▶ [TASK STATEMENT]: All of the entries below are to be retyped exactly.

>>

mod entry;
mod event_log;
mod store;

pub use entry::{stable_hash, ReplayEntry, BASE_VARIANT};
pub use event_log::{append_events, load_event_log, store_events, write_event_log};
pub use store::{
    validate_run_id, FileReplayStore, DEFAULT_RUNS_DIR, EVENT_LOG_FILE, REPLAY_ENTRY_FILE,
    SIMCITY_RUNS_DIR_ENV,
};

<<

▶ [FINISHED TASK]:
mod entry;
mod event_log;
mod store;

pub use entry::{stable_hash, ReplayEntry, BASE_VARIANT};
pub use event_log::{append_events, load_event_log, store_events, write_event_log};
pub use store::{
    validate_run_id, FileReplayStore, DEFAULT_RUNS_DIR, EVENT_LOG_FILE, REPLAY_ENTRY_FILE,
    SIMCITY_RUNS_DIR_ENV,
};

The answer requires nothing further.